Work required: Without changing anything, copy out each entry.

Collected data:

//! WebSocket transport built on tokio-tungstenite.
//!
//! Each [`WsConnector::open`] spawns one task that performs the handshake and
//! then pumps frames in both directions until the socket closes.
//!
//! # Event Mapping
//!
//! | Wire | Event |
//! |------|-------|
//! | handshake done | `Opened` |
//! | Text / Binary frame | `Message` |
//! | Pong frame | `LivenessResponse` |
//! | Close frame | `Closed { code }` (1005 if the frame carried none) |
//! | I/O or protocol error | `Errored`, then `Closed { 1006 }` |
//! | stream ended | `Closed { 1006 }` |
//!
//! A close or terminate requested through [`Socket`] raises no event; the
//! monitor has already moved on.

// ============================================================================
// Imports
// ============================================================================

use std::sync::Arc;

use futures_util::{SinkExt, StreamExt};
use tokio::sync::mpsc;
use tokio_tungstenite::connect_async;
use tokio_tungstenite::tungstenite::Message;
use tokio_tungstenite::tungstenite::protocol::CloseFrame;
use tokio_tungstenite::tungstenite::protocol::frame::coding::CloseCode;
use tracing::{debug, trace, warn};
use url::Url;

use crate::error::{Error, Result};
use crate::protocol::{ABNORMAL_CLOSURE, SocketEvent};

use super::socket::{Connector, EventSink, Socket};

// ============================================================================
// Constants
// ============================================================================

/// Close code reported for a close frame without a status.
const NO_STATUS_RECEIVED: u16 = 1005;

// ============================================================================
// Outgoing
// ============================================================================

/// Work queued for the socket task.
#[derive(Debug)]
enum Outgoing {
    Text(String),
    Ping,
    Close,
    Terminate,
}

// ============================================================================
// WsConnector
// ============================================================================

/// Opens tokio-tungstenite sockets (`ws://` and `wss://`).
#[derive(Debug, Clone, Copy, Default)]
pub struct WsConnector;

impl WsConnector {
    /// Creates a connector.
    #[inline]
    #[must_use]
    pub const fn new() -> Self {
        Self
    }
}

impl Connector for WsConnector {
    fn open(&self, url: &str, events: EventSink) -> Result<Arc<dyn Socket>> {
        let parsed = Url::parse(url)?;
        if !matches!(parsed.scheme(), "ws" | "wss") {
            return Err(Error::invalid_endpoint(url, "scheme must be ws or wss"));
        }

        let (outgoing_tx, outgoing_rx) = mpsc::unbounded_channel();
        tokio::spawn(run_socket(parsed.to_string(), events, outgoing_rx));

        Ok(Arc::new(WsSocket {
            outgoing: outgoing_tx,
        }))
    }
}

// ============================================================================
// WsSocket
// ============================================================================

/// Handle to a socket task.
#[derive(Debug)]
struct WsSocket {
    outgoing: mpsc::UnboundedSender<Outgoing>,
}

impl WsSocket {
    fn queue(&self, item: Outgoing) -> Result<()> {
        self.outgoing
            .send(item)
            .map_err(|_| Error::ConnectionClosed)
    }
}

impl Socket for WsSocket {
    fn send_text(&self, text: String) -> Result<()> {
        self.queue(Outgoing::Text(text))
    }

    fn ping(&self) -> Result<()> {
        self.queue(Outgoing::Ping)
    }

    fn close(&self) {
        let _ = self.outgoing.send(Outgoing::Close);
    }

    fn terminate(&self) {
        let _ = self.outgoing.send(Outgoing::Terminate);
    }
}

// ============================================================================
// Socket Task
// ============================================================================

/// Handshake, then frame pump.
async fn run_socket(
    url: String,
    events: EventSink,
    mut outgoing_rx: mpsc::UnboundedReceiver<Outgoing>,
) {
    let generation = events.generation();

    // Anything queued before the handshake completes means the monitor gave
    // up on this socket.
    let ws_stream = tokio::select! {
        result = connect_async(url.as_str()) => match result {
            Ok((ws_stream, _response)) => ws_stream,
            Err(e) => {
                debug!(generation, error = %e, "WebSocket handshake failed");
                events.emit(SocketEvent::errored(e.to_string()));
                events.emit(SocketEvent::closed(ABNORMAL_CLOSURE));
                return;
            }
        },

        _ = outgoing_rx.recv() => {
            debug!(generation, "Handshake abandoned");
            return;
        }
    };

    if events.is_closed() {
        debug!(generation, "Monitor stopped during handshake, dropping socket");
        return;
    }

    debug!(generation, url = %url, "WebSocket connected");
    events.emit(SocketEvent::Opened);

    let (mut ws_write, mut ws_read) = ws_stream.split();

    loop {
        tokio::select! {
            message = ws_read.next() => {
                match message {
                    Some(Ok(Message::Text(text))) => {
                        trace!(generation, len = text.len(), "Text frame received");
                        events.emit(SocketEvent::message(Message::Text(text).into_data()));
                    }

                    Some(Ok(Message::Binary(data))) => {
                        events.emit(SocketEvent::message(data));
                    }

                    Some(Ok(Message::Pong(_))) => {
                        events.emit(SocketEvent::LivenessResponse);
                    }

                    Some(Ok(Message::Close(frame))) => {
                        let code = frame.map_or(NO_STATUS_RECEIVED, |f| u16::from(f.code));
                        debug!(generation, code, "WebSocket closed by remote");
                        events.emit(SocketEvent::closed(code));
                        break;
                    }

                    Some(Err(e)) => {
                        warn!(generation, error = %e, "WebSocket error");
                        events.emit(SocketEvent::errored(e.to_string()));
                        events.emit(SocketEvent::closed(ABNORMAL_CLOSURE));
                        break;
                    }

                    None => {
                        debug!(generation, "WebSocket stream ended");
                        events.emit(SocketEvent::closed(ABNORMAL_CLOSURE));
                        break;
                    }

                    // Ping is answered by tungstenite, Frame is never yielded on read
                    Some(Ok(_)) => {}
                }
            }

            item = outgoing_rx.recv() => {
                match item {
                    Some(Outgoing::Text(text)) => {
                        if let Err(e) = ws_write.send(Message::Text(text.into())).await {
                            warn!(generation, error = %e, "Failed to send frame");
                        }
                    }

                    Some(Outgoing::Ping) => {
                        if let Err(e) = ws_write.send(Message::Ping(Default::default())).await {
                            debug!(generation, error = %e, "Failed to send ping");
                        }
                    }

                    Some(Outgoing::Close) | None => {
                        let frame = CloseFrame {
                            code: CloseCode::Normal,
                            reason: "".into(),
                        };
                        let _ = ws_write.send(Message::Close(Some(frame))).await;
                        let _ = ws_write.close().await;
                        debug!(generation, "WebSocket closed locally");
                        break;
                    }

                    Some(Outgoing::Terminate) => {
                        debug!(generation, "WebSocket terminated");
                        break;
                    }
                }
            }
        }
    }
}

// ============================================================================
// Tests
// ============================================================================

Task result:
//! WebSocket transport built on tokio-tungstenite.
//!
//! Each [`WsConnector::open`] spawns one task that performs the handshake and
//! then pumps frames in both directions until the socket closes.
//!
//! # Event Mapping
//!
//! | Wire | Event |
//! |------|-------|
//! | handshake done | `Opened` |
//! | Text / Binary frame | `Message` |
//! | Pong frame | `LivenessResponse` |
//! | Close frame | `Closed { code }` (1005 if the frame carried none) |
//! | I/O or protocol error | `Errored`, then `Closed { 1006 }` |
//! | stream ended | `Closed { 1006 }` |
//!
//! A close or terminate requested through [`Socket`] raises no event; the
//! monitor has already moved on.

// ============================================================================
// Imports
// ============================================================================

use std::sync::Arc;

use futures_util::{SinkExt, StreamExt};
use tokio::sync::mpsc;
use tokio_tungstenite::connect_async;
use tokio_tungstenite::tungstenite::Message;
use tokio_tungstenite::tungstenite::protocol::CloseFrame;
use tokio_tungstenite::tungstenite::protocol::frame::coding::CloseCode;
use tracing::{debug, trace, warn};
use url::Url;

use crate::error::{Error, Result};
use crate::protocol::{ABNORMAL_CLOSURE, SocketEvent};

use super::socket::{Connector, EventSink, Socket};

// ============================================================================
// Constants
// ============================================================================

/// Close code reported for a close frame without a status.
const NO_STATUS_RECEIVED: u16 = 1005;

// ============================================================================
// Outgoing
// ============================================================================

/// Work queued for the socket task.
#[derive(Debug)]
enum Outgoing {
    Text(String),
    Ping,
    Close,
    Terminate,
}

// ============================================================================
// WsConnector
// ============================================================================

/// Opens tokio-tungstenite sockets (`ws://` and `wss://`).
#[derive(Debug, Clone, Copy, Default)]
pub struct WsConnector;

impl WsConnector {
    /// Creates a connector.
    #[inline]
    #[must_use]
    pub const fn new() -> Self {
        Self
    }
}

impl Connector for WsConnector {
    fn open(&self, url: &str, events: EventSink) -> Result<Arc<dyn Socket>> {
        let parsed = Url::parse(url)?;
        if !matches!(parsed.scheme(), "ws" | "wss") {
            return Err(Error::invalid_endpoint(url, "scheme must be ws or wss"));
        }

        let (outgoing_tx, outgoing_rx) = mpsc::unbounded_channel();
        tokio::spawn(run_socket(parsed.to_string(), events, outgoing_rx));

        Ok(Arc::new(WsSocket {
            outgoing: outgoing_tx,
        }))
    }
}

// ============================================================================
// WsSocket
// ============================================================================

/// Handle to a socket task.
#[derive(Debug)]
struct WsSocket {
    outgoing: mpsc::UnboundedSender<Outgoing>,
}

impl WsSocket {
    fn queue(&self, item: Outgoing) -> Result<()> {
        self.outgoing
            .send(item)
            .map_err(|_| Error::ConnectionClosed)
    }
}

impl Socket for WsSocket {
    fn send_text(&self, text: String) -> Result<()> {
        self.queue(Outgoing::Text(text))
    }

    fn ping(&self) -> Result<()> {
        self.queue(Outgoing::Ping)
    }

    fn close(&self) {
        let _ = self.outgoing.send(Outgoing::Close);
    }

    fn terminate(&self) {
        let _ = self.outgoing.send(Outgoing::Terminate);
    }
}

// ============================================================================
// Socket Task
// ============================================================================

/// Handshake, then frame pump.
async fn run_socket(
    url: String,
    events: EventSink,
    mut outgoing_rx: mpsc::UnboundedReceiver<Outgoing>,
) {
    let generation = events.generation();

    // Anything queued before the handshake completes means the monitor gave
    // up on this socket.
    let ws_stream = tokio::select! {
        result = connect_async(url.as_str()) => match result {
            Ok((ws_stream, _response)) => ws_stream,
            Err(e) => {
                debug!(generation, error = %e, "WebSocket handshake failed");
                events.emit(SocketEvent::errored(e.to_string()));
                events.emit(SocketEvent::closed(ABNORMAL_CLOSURE));
                return;
            }
        },

        _ = outgoing_rx.recv() => {
            debug!(generation, "Handshake abandoned");
            return;
        }
    };

    if events.is_closed() {
        debug!(generation, "Monitor stopped during handshake, dropping socket");
        return;
    }

    debug!(generation, url = %url, "WebSocket connected");
    events.emit(SocketEvent::Opened);

    let (mut ws_write, mut ws_read) = ws_stream.split();

    loop {
        tokio::select! {
            message = ws_read.next() => {
                match message {
                    Some(Ok(Message::Text(text))) => {
                        trace!(generation, len = text.len(), "Text frame received");
                        events.emit(SocketEvent::message(Message::Text(text).into_data()));
                    }

                    Some(Ok(Message::Binary(data))) => {
                        events.emit(SocketEvent::message(data));
                    }

                    Some(Ok(Message::Pong(_))) => {
                        events.emit(SocketEvent::LivenessResponse);
                    }

                    Some(Ok(Message::Close(frame))) => {
                        let code = frame.map_or(NO_STATUS_RECEIVED, |f| u16::from(f.code));
                        debug!(generation, code, "WebSocket closed by remote");
                        events.emit(SocketEvent::closed(code));
                        break;
                    }

                    Some(Err(e)) => {
                        warn!(generation, error = %e, "WebSocket error");
                        events.emit(SocketEvent::errored(e.to_string()));
                        events.emit(SocketEvent::closed(ABNORMAL_CLOSURE));
                        break;
                    }

                    None => {
                        debug!(generation, "WebSocket stream ended");
                        events.emit(SocketEvent::closed(ABNORMAL_CLOSURE));
                        break;
                    }

                    // Ping is answered by tungstenite, Frame is never yielded on read
                    Some(Ok(_)) => {}
                }
            }

            item = outgoing_rx.recv() => {
                match item {
                    Some(Outgoing::Text(text)) => {
                        if let Err(e) = ws_write.send(Message::Text(text.into())).await {
                            warn!(generation, error = %e, "Failed to send frame");
                        }
                    }

                    Some(Outgoing::Ping) => {
                        if let Err(e) = ws_write.send(Message::Ping(Default::default())).await {
                            debug!(generation, error = %e, "Failed to send ping");
                        }
                    }

                    Some(Outgoing::Close) | None => {
                        let frame = CloseFrame {
                            code: CloseCode::Normal,
                            reason: "".into(),
                        };
                        let _ = ws_write.send(Message::Close(Some(frame))).await;
                        let _ = ws_write.close().await;
                        debug!(generation, "WebSocket closed locally");
                        break;
                    }

                    Some(Outgoing::Terminate) => {
                        debug!(generation, "WebSocket terminated");
                        break;
                    }
                }
            }
        }
    }
}

// ============================================================================
// Tests
// ============================================================================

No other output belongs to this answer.